• _What the task requires_: Using the records below, quote only the span that opens with the line containing "stage: &'static str" and closes with the line containing "source: err, path", exactly and inclusively.

[Saved data entries]
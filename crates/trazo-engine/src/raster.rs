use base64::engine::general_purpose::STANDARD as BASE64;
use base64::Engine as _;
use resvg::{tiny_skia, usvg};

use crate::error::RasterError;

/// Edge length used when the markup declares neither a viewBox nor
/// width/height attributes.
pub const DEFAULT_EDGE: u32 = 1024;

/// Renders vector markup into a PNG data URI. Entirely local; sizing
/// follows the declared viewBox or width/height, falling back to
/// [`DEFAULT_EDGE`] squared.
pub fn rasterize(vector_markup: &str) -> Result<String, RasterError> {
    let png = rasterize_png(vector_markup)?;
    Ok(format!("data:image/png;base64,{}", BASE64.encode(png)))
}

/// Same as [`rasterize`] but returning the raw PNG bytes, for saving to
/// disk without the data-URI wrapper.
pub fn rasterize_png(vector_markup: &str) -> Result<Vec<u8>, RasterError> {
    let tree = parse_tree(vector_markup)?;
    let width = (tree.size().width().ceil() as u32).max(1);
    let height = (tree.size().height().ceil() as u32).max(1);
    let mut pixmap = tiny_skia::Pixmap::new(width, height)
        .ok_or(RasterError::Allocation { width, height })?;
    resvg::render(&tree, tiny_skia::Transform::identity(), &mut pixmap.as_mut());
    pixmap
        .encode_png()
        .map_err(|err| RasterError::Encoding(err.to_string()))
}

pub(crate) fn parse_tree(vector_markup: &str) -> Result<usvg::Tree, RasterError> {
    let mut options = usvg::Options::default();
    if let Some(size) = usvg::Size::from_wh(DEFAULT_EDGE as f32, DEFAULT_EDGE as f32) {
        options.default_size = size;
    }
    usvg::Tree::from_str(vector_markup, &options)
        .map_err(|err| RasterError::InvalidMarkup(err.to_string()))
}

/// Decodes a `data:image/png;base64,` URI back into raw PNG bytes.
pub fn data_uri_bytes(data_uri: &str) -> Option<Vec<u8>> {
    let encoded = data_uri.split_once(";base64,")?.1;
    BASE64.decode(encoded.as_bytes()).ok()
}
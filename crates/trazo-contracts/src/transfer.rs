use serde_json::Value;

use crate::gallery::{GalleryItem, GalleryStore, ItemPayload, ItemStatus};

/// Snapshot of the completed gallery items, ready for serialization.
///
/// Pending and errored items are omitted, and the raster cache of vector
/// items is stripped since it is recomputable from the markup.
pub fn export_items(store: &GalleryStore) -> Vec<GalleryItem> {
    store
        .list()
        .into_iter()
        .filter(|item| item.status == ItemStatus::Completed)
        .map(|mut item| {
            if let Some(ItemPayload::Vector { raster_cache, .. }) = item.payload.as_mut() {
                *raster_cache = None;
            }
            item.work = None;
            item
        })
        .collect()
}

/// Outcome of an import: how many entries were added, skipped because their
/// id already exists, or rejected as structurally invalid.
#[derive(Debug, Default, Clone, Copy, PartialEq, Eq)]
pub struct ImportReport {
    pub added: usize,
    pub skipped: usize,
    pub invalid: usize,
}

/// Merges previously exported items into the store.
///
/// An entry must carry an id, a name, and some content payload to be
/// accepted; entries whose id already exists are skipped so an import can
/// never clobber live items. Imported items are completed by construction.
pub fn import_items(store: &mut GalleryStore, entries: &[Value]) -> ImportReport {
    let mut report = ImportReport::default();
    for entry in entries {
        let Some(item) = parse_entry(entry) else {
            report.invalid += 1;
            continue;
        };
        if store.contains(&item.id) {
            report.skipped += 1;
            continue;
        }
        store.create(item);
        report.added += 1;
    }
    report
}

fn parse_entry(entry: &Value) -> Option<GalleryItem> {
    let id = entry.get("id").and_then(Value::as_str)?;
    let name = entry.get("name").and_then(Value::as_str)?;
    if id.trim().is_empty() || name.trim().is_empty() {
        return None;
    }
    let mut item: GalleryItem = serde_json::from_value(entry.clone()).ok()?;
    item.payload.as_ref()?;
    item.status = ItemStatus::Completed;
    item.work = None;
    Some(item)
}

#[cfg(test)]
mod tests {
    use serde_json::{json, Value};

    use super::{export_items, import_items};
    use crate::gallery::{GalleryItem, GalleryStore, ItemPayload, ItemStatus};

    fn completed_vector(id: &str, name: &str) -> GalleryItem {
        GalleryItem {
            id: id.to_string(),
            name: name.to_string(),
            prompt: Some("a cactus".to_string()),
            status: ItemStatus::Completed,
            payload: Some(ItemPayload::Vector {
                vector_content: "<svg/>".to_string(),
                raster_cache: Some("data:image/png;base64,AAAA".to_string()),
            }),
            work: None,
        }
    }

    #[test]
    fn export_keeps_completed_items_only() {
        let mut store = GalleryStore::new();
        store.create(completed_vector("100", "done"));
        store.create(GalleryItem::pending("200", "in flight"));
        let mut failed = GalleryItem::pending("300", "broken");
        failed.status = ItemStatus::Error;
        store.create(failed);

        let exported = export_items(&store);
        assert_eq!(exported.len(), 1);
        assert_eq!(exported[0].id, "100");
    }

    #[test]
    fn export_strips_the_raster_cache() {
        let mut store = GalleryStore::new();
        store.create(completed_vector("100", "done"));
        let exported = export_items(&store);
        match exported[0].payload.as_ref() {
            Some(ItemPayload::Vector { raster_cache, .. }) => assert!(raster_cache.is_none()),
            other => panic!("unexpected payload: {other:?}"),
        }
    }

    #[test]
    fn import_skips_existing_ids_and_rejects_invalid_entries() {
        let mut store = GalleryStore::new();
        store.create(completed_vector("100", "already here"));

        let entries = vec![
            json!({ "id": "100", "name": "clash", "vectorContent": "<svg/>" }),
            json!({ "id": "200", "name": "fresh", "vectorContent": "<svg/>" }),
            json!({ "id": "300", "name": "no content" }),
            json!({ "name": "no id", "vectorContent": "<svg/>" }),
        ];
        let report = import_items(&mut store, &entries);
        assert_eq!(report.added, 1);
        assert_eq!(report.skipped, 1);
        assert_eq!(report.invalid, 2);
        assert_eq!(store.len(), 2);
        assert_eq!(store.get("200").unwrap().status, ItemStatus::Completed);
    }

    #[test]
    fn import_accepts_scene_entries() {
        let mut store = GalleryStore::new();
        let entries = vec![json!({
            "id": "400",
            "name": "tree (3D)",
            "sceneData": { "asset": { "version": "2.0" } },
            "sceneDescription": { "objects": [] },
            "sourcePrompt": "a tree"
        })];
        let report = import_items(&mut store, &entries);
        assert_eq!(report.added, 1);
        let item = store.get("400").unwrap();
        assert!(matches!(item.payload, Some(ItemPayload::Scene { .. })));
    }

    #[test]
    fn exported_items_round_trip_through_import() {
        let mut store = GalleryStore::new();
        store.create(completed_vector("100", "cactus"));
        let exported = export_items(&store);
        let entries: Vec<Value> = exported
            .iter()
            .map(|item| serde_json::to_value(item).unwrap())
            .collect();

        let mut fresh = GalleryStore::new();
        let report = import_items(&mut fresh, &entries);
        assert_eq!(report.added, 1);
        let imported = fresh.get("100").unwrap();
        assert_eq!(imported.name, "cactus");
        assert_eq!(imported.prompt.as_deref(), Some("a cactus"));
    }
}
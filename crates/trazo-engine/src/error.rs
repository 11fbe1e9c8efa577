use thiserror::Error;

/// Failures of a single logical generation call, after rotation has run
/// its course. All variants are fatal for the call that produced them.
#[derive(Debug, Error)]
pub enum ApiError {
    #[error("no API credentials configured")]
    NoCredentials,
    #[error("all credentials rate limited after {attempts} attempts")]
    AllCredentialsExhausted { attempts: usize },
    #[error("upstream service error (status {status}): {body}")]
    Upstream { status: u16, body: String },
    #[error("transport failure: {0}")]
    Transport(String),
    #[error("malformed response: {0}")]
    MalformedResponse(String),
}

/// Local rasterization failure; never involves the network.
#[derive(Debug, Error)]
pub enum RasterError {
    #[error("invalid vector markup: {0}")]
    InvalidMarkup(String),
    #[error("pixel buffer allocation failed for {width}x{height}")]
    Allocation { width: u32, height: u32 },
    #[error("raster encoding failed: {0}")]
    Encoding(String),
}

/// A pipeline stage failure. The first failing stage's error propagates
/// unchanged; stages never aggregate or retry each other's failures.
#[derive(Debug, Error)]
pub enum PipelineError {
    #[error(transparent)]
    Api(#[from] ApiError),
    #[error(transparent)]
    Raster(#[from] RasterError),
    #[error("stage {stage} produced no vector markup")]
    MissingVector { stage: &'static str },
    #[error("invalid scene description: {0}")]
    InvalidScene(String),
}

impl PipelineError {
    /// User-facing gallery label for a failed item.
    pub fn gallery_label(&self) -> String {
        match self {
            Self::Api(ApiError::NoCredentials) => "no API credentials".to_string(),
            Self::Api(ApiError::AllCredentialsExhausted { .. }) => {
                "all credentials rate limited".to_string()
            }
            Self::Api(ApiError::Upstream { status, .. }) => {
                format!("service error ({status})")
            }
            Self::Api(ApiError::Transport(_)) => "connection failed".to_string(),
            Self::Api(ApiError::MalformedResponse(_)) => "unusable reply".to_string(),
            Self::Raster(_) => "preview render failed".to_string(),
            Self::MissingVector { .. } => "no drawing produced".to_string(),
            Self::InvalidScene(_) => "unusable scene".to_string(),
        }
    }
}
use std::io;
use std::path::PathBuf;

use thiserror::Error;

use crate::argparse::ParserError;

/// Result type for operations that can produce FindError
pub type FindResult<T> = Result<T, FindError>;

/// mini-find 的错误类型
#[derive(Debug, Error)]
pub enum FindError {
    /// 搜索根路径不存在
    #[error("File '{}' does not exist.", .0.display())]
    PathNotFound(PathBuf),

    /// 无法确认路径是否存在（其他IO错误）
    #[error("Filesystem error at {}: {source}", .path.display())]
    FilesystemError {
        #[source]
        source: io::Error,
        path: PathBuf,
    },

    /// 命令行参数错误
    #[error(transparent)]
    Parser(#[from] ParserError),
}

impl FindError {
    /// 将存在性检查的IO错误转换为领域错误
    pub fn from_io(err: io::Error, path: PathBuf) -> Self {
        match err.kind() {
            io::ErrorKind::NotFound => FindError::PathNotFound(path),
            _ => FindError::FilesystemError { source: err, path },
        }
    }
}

• _Written solution_:
    MissingVector { stage: &'static str },
    #[error("invalid scene description: {0}")]
    InvalidScene(String),
}

impl PipelineError {
    /// User-facing gallery label for a failed item.
    pub fn gallery_label(&self) -> String {
        match self {
            Self::Api(ApiError::NoCredentials) => "no API credentials".to_string(),
            Self::Api(ApiError::AllCredentialsExhausted { .. }) => {
                "all credentials rate limited".to_string()
            }
            Self::Api(ApiError::Upstream { status, .. }) => {
                format!("service error ({status})")
            }
            Self::Api(ApiError::Transport(_)) => "connection failed".to_string(),
            Self::Api(ApiError::MalformedResponse(_)) => "unusable reply".to_string(),
            Self::Raster(_) => "preview render failed".to_string(),
            Self::MissingVector { .. } => "no drawing produced".to_string(),
            Self::InvalidScene(_) => "unusable scene".to_string(),
        }
    }
}
use std::io;
use std::path::PathBuf;

use thiserror::Error;

use crate::argparse::ParserError;

/// Result type for operations that can produce FindError
pub type FindResult<T> = Result<T, FindError>;

/// mini-find 的错误类型
#[derive(Debug, Error)]
pub enum FindError {
    /// 搜索根路径不存在
    #[error("File '{}' does not exist.", .0.display())]
    PathNotFound(PathBuf),

    /// 无法确认路径是否存在（其他IO错误）
    #[error("Filesystem error at {}: {source}", .path.display())]
    FilesystemError {
        #[source]
        source: io::Error,
        path: PathBuf,
    },

    /// 命令行参数错误
    #[error(transparent)]
    Parser(#[from] ParserError),
}

impl FindError {
    /// 将存在性检查的IO错误转换为领域错误
    pub fn from_io(err: io::Error, path: PathBuf) -> Self {
        match err.kind() {
            io::ErrorKind::NotFound => FindError::PathNotFound(path),
            _ => FindError::FilesystemError { source: err, path },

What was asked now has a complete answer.